** TASK DATA follows **

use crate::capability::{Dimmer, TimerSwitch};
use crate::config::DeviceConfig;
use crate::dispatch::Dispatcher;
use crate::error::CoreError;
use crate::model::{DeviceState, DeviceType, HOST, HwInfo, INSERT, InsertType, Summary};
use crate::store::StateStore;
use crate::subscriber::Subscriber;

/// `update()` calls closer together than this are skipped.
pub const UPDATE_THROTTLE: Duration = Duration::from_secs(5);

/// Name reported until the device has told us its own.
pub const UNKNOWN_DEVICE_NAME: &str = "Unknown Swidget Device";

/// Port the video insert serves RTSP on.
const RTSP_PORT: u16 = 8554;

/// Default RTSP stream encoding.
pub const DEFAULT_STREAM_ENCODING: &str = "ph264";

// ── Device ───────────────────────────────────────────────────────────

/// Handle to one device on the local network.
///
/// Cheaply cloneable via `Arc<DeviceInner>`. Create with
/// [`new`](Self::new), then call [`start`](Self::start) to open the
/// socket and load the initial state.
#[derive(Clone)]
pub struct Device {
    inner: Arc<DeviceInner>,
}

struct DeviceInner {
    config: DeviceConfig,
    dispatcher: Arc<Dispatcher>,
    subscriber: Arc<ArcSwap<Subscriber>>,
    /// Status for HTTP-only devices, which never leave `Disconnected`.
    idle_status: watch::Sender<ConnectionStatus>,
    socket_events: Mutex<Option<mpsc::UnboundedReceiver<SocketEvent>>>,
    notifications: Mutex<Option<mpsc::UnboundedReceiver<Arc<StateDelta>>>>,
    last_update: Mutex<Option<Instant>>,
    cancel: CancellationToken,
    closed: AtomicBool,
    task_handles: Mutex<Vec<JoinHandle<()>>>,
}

** End of TASK DATA **

(WHAT THE TASK REQUIRES): Would you quote, exactly and only, the lines from the one containing "const RTSP_PORT: u16 = 8554;" to the end of the entries?

(ANSWER TO THIS EXERCISE):
const RTSP_PORT: u16 = 8554;

/// Default RTSP stream encoding.
pub const DEFAULT_STREAM_ENCODING: &str = "ph264";

// ── Device ───────────────────────────────────────────────────────────

/// Handle to one device on the local network.
///
/// Cheaply cloneable via `Arc<DeviceInner>`. Create with
/// [`new`](Self::new), then call [`start`](Self::start) to open the
/// socket and load the initial state.
#[derive(Clone)]
pub struct Device {
    inner: Arc<DeviceInner>,
}

struct DeviceInner {
    config: DeviceConfig,
    dispatcher: Arc<Dispatcher>,
    subscriber: Arc<ArcSwap<Subscriber>>,
    /// Status for HTTP-only devices, which never leave `Disconnected`.
    idle_status: watch::Sender<ConnectionStatus>,
    socket_events: Mutex<Option<mpsc::UnboundedReceiver<SocketEvent>>>,
    notifications: Mutex<Option<mpsc::UnboundedReceiver<Arc<StateDelta>>>>,
    last_update: Mutex<Option<Instant>>,
    cancel: CancellationToken,
    closed: AtomicBool,
    task_handles: Mutex<Vec<JoinHandle<()>>>,
}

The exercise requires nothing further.